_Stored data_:
++++++++++

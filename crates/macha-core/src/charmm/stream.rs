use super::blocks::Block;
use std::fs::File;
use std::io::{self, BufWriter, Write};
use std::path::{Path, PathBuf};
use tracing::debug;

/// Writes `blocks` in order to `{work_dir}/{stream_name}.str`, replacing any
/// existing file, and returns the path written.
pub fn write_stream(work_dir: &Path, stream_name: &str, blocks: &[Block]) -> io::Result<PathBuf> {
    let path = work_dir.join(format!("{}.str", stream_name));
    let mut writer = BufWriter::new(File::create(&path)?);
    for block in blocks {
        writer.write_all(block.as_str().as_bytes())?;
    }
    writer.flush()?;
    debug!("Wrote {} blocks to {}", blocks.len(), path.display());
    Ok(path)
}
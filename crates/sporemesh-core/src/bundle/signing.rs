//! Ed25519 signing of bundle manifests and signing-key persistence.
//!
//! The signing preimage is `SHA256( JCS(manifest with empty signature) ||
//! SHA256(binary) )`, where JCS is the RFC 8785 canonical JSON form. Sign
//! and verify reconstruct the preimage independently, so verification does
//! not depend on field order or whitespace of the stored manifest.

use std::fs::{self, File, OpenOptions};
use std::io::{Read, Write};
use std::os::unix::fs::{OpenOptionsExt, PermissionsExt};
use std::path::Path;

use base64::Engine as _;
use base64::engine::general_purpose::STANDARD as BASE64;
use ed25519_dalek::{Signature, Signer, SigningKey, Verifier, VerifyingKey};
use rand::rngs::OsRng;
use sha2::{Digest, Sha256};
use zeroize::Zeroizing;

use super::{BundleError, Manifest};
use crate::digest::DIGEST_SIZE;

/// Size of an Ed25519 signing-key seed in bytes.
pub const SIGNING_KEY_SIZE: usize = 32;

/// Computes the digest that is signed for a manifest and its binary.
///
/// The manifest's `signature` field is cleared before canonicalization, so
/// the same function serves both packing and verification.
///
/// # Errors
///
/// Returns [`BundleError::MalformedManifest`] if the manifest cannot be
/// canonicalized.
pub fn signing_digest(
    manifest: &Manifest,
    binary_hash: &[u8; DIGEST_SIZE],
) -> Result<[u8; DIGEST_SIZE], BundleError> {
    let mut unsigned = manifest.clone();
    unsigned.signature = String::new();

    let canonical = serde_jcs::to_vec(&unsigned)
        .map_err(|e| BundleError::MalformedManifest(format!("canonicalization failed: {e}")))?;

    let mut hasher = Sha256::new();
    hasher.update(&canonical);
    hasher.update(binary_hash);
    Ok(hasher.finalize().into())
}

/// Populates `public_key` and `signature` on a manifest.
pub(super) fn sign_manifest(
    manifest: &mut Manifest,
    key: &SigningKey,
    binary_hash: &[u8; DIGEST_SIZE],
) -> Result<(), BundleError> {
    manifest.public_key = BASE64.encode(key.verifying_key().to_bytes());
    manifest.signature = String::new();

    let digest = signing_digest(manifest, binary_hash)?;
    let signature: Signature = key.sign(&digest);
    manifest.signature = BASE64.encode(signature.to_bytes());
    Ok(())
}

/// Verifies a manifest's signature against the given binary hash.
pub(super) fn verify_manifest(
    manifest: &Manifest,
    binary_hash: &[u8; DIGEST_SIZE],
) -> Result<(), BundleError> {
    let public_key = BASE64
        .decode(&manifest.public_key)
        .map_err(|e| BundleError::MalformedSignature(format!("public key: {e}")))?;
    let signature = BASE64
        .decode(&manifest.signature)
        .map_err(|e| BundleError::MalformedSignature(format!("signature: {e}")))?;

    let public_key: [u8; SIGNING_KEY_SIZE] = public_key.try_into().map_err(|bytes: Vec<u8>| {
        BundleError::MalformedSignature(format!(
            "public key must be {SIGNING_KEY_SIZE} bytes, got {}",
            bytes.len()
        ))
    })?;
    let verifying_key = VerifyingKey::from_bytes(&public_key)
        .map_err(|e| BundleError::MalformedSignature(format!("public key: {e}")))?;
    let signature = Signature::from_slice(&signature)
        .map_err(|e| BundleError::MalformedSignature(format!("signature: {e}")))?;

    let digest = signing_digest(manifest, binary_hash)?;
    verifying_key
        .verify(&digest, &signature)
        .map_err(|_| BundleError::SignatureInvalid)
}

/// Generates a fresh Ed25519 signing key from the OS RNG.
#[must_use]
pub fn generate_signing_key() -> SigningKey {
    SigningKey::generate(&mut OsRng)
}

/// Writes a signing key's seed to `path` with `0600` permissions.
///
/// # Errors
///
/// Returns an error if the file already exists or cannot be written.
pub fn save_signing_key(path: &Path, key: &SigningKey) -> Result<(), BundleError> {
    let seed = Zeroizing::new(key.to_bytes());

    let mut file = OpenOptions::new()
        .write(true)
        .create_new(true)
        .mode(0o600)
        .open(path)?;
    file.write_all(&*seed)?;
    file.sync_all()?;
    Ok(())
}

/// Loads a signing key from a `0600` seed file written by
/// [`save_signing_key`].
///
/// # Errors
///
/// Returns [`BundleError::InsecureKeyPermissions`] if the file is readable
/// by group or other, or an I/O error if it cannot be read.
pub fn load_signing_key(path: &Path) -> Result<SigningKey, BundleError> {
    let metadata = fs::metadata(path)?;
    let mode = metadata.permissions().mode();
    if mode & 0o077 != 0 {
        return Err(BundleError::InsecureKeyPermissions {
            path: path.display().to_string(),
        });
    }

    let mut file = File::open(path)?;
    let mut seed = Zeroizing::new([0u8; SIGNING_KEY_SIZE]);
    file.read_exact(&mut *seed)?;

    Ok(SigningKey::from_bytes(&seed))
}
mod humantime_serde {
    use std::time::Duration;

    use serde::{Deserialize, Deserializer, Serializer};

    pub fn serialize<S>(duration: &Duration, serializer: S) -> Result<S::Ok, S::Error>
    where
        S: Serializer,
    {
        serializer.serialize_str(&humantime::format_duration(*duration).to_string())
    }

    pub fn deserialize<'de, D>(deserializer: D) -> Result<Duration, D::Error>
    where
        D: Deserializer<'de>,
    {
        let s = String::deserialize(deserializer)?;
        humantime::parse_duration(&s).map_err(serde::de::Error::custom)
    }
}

++++++++++

Report each line of the data in which "order" occurs.

/// Writes `blocks` in order to `{work_dir}/{stream_name}.str`, replacing any
//! not depend on field order or whitespace of the stored manifest.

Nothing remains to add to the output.